I would like to think that the suffering we went through back then wasn’t for nothing, then, and that it led directly to this law eventually being enacted. (Washington was particularly hard-hit; as was California, but the law was vetoed there.)
From the article:
“If I see too many negative things coming up on a credit check, it’s one of those things that raises a flag with me,” said Anita Orozco, director of human resources at Sonneborn, a petrochemical company based in Mahwah, N.J.She added that while bad credit alone would not be a reason to deny someone a job, it might reveal poor judgment. “If you see a history of bad decision-making, you don’t want that decision-making overflowing into your organization,” she said.
From the comments:
May a just God strike Anita Orozco, the ruthless and pompous HR flak quoted in the article, to a layoff she can’t avoid and debts she can’t pay, and then a credit check she can’t pass to get the job that would allow her to pay off her debts.
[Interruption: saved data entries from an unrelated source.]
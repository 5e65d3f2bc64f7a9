use std::io::{ErrorKind, Read, Write};

use anyhow::bail;
use bytes::{Buf, BufMut, Bytes, BytesMut};
use crc::Crc;
use tracing::{debug, info, trace, warn};

use crate::comm::address::{Address, Destination};
use crate::comm::manager_config::MEDIUM_MAX_PACKET_LEN;
use crate::transport::{InboundPacket, PacketTransport};
use crate::util::safe_converter::{PrecheckedCast, SafeCast};

const START_CODE: u16 = 0xDABD;
const VERIFY_CODE: u16 = 0xDEAF;

const HEADER_LEN: usize = 6;
const CRC_LEN: usize = 4;

const FRAME_CRC: Crc<u32> = Crc::<u32>::new(&crc::CRC_32_ISO_HDLC);

/// Splits a serial byte stream into packets. Frames look like this (all numbers BE):
///
/// ```ascii
///  0: start code 0xDABD (u16)
///  2: payload length (u16)
///  4: verify code 0xDEAF (u16)
///  6: payload
///  *: CRC-32 of the payload (u32)
/// ```
///
/// A serial line loses and corrupts bytes, so the parser never gives up on the stream. Anything
///  that does not check out (verify code, plausible length, CRC) is treated as a false start code:
///  the parser skips it and searches for the next one.
pub struct SerialFramer {
    buf: BytesMut,
    max_payload_len: usize,
    crc_errors: u64,
}

impl SerialFramer {
    pub const OVERHEAD: usize = HEADER_LEN + CRC_LEN;

    pub fn new(max_payload_len: usize) -> SerialFramer {
        SerialFramer {
            buf: BytesMut::new(),
            max_payload_len,
            crc_errors: 0,
        }
    }

    pub fn encode(payload: &[u8], out: &mut BytesMut) {
        out.put_u16(START_CODE);
        out.put_u16(payload.len().prechecked_cast());
        out.put_u16(VERIFY_CODE);
        out.put_slice(payload);
        out.put_u32(FRAME_CRC.checksum(payload));
    }

    pub fn push_bytes(&mut self, data: &[u8]) {
        self.buf.extend_from_slice(data);
    }

    pub fn reset(&mut self) {
        self.buf.clear();
    }

    pub fn crc_errors(&self) -> u64 {
        self.crc_errors
    }

    pub fn num_buffered(&self) -> usize {
        self.buf.len()
    }

    /// Returns the payload of the next valid frame, or `None` if more data is needed
    pub fn next_frame(&mut self) -> Option<Bytes> {
        let start = START_CODE.to_be_bytes();

        loop {
            let Some(pos) = self.buf.windows(2).position(|w| w == start) else {
                // the last byte may be the first half of a start code
                let discard = self.buf.len().saturating_sub(1);
                if discard > 0 {
                    trace!("discarding {} bytes without start code", discard);
                }
                self.buf.advance(discard);
                return None;
            };
            if pos > 0 {
                trace!("discarding {} bytes before start code", pos);
                self.buf.advance(pos);
            }

            if self.buf.len() < HEADER_LEN {
                return None;
            }
            let len: usize = u16::from_be_bytes([self.buf[2], self.buf[3]]).safe_cast();
            let verify = u16::from_be_bytes([self.buf[4], self.buf[5]]);
            if verify != VERIFY_CODE || len > self.max_payload_len {
                debug!("invalid frame header - resynchronizing");
                self.buf.advance(2);
                continue;
            }

            if self.buf.len() < HEADER_LEN + len + CRC_LEN {
                return None;
            }

            let payload = &self.buf[HEADER_LEN..HEADER_LEN + len];
            let mut crc_buf = &self.buf[HEADER_LEN + len..HEADER_LEN + len + CRC_LEN];
            if FRAME_CRC.checksum(payload) != crc_buf.get_u32() {
                self.crc_errors += 1;
                warn!("CRC error in serial frame of {} bytes - resynchronizing", len);
                self.buf.advance(2);
                continue;
            }

            let mut frame = self.buf.split_to(HEADER_LEN + len + CRC_LEN).freeze();
            frame.advance(HEADER_LEN);
            frame.truncate(len);
            return Some(frame);
        }
    }
}


pub struct SerialConfig {
    /// identifies the line, and is reported as the sender of all inbound packets
    pub port_number: u8,
    pub max_payload_len: usize,
    /// outbound bytes that could not be written yet are buffered up to this size, further
    ///  packets are dropped
    pub max_write_backlog: usize,
}

impl SerialConfig {
    pub fn new(port_number: u8) -> SerialConfig {
        SerialConfig {
            port_number,
            max_payload_len: MEDIUM_MAX_PACKET_LEN,
            max_write_backlog: 16*1024,
        }
    }

    pub fn validate(&self) -> anyhow::Result<()> {
        if self.max_payload_len == 0 || self.max_payload_len > u16::MAX as usize {
            bail!("max payload length must be between 1 and {}", u16::MAX);
        }
        if self.max_write_backlog < self.max_payload_len + SerialFramer::OVERHEAD {
            bail!("write backlog must hold at least one frame");
        }
        Ok(())
    }
}

/// Opens the port for a given socket selector. The returned port must not block: reads return
///  `WouldBlock`, `TimedOut` or `Ok(0)` if no data is available.
pub type PortOpener<P> = Box<dyn FnMut(u16) -> std::io::Result<P>>;

/// The framed serial medium: a point-to-point line (null modem cable or modem connection) with
///  exactly one peer. Broadcasts and peer packets alike go down the line.
pub struct SerialTransport<P: Read + Write> {
    config: SerialConfig,
    opener: PortOpener<P>,
    port: Option<P>,
    framer: SerialFramer,
    write_buf: BytesMut,
}

impl <P: Read + Write> SerialTransport<P> {
    pub fn new(config: SerialConfig, opener: PortOpener<P>) -> anyhow::Result<SerialTransport<P>> {
        config.validate()?;
        Ok(SerialTransport {
            framer: SerialFramer::new(config.max_payload_len),
            config,
            opener,
            port: None,
            write_buf: BytesMut::new(),
        })
    }

    pub fn peer_address(&self) -> Address {
        Address::Serial { port: self.config.port_number }
    }

    pub fn crc_errors(&self) -> u64 {
        self.framer.crc_errors()
    }

    fn on_port_error(&mut self, e: std::io::Error) {
        warn!("serial port {} failed: {}", self.config.port_number, e);
        self.port = None;
        self.write_buf.clear();
    }

    fn read_available(&mut self) {
        let Some(port) = self.port.as_mut() else {
            return;
        };

        let mut chunk = [0u8; 512];
        let result = loop {
            match port.read(&mut chunk) {
                Ok(0) => break Ok(()),
                Ok(n) => self.framer.push_bytes(&chunk[..n]),
                Err(e) if matches!(e.kind(), ErrorKind::WouldBlock | ErrorKind::TimedOut) => break Ok(()),
                Err(e) if e.kind() == ErrorKind::Interrupted => {}
                Err(e) => break Err(e),
            }
        };
        if let Err(e) = result {
            self.on_port_error(e);
        }
    }

    fn flush(&mut self) {
        let Some(port) = self.port.as_mut() else {
            return;
        };

        let result = loop {
            if self.write_buf.is_empty() {
                break port.flush();
            }
            match port.write(&self.write_buf) {
                Ok(0) => break Ok(()),
                Ok(n) => self.write_buf.advance(n),
                Err(e) if matches!(e.kind(), ErrorKind::WouldBlock | ErrorKind::TimedOut) => break Ok(()),
                Err(e) if e.kind() == ErrorKind::Interrupted => {}
                Err(e) => break Err(e),
            }
        };
        if let Err(e) = result {
            self.on_port_error(e);
        }
    }
}

impl <P: Read + Write> PacketTransport for SerialTransport<P> {
    fn is_available(&self) -> bool {
        true
    }

    fn open(&mut self, socket: u16) -> anyhow::Result<()> {
        self.close();
        self.port = Some((self.opener)(socket)?);
        info!("serial port {} opened", self.config.port_number);
        Ok(())
    }

    fn close(&mut self) {
        if self.port.take().is_some() {
            info!("serial port {} closed", self.config.port_number);
        }
        self.framer.reset();
        self.write_buf.clear();
    }

    fn poll_inbound(&mut self) -> Option<InboundPacket> {
        self.flush();
        self.read_available();

        let payload = self.framer.next_frame()?;
        trace!("received {} bytes on serial port {}", payload.len(), self.config.port_number);
        Some(InboundPacket {
            sender: self.peer_address(),
            payload,
        })
    }

    fn send(&mut self, _to: &Destination, buf: &[u8]) -> bool {
        if self.port.is_none() {
            return false;
        }
        if buf.len() > self.config.max_payload_len {
            warn!("refusing to send serial frame of {} bytes", buf.len());
            return false;
        }
        if self.write_buf.len() + buf.len() + SerialFramer::OVERHEAD > self.config.max_write_backlog {
            debug!("serial write backlog full - dropping packet");
            return false;
        }

        SerialFramer::encode(buf, &mut self.write_buf);
        self.flush();
        self.port.is_some()
    }
}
God in heaven, what a country this has become, what a fatal obstacle course for working people.And then to see that Arnold Schwarzenegger vetoed a California law that would have protected workers from abusive pre-employment credit checks–showing his true colors, once again, as a stooge for business lobbyists. He’s been a huge disappointment.
It’s one of the most highly rated comments, despite the peculiar tone.
Apparently, a lot of people share a frustration with HR and their inhumanity – as well as finding just how far HR feels privileged to peek into a candidate’s private information that is of no relevance to the job to be inappropriate and unethical.
I can’t say that I’d approve of a law barring businesses to run credit checks, but as the Times article outlines, it’s an awful self-fulfilling trap and often wholly irrelevant. I would definitely be in favor of a more open process and companies being required to notify applicants of what they’re checking into before they do it. Not that an applicant is going to be able to refuse to consent to a credit check and have high hopes of getting the job, but at least then it’s above board.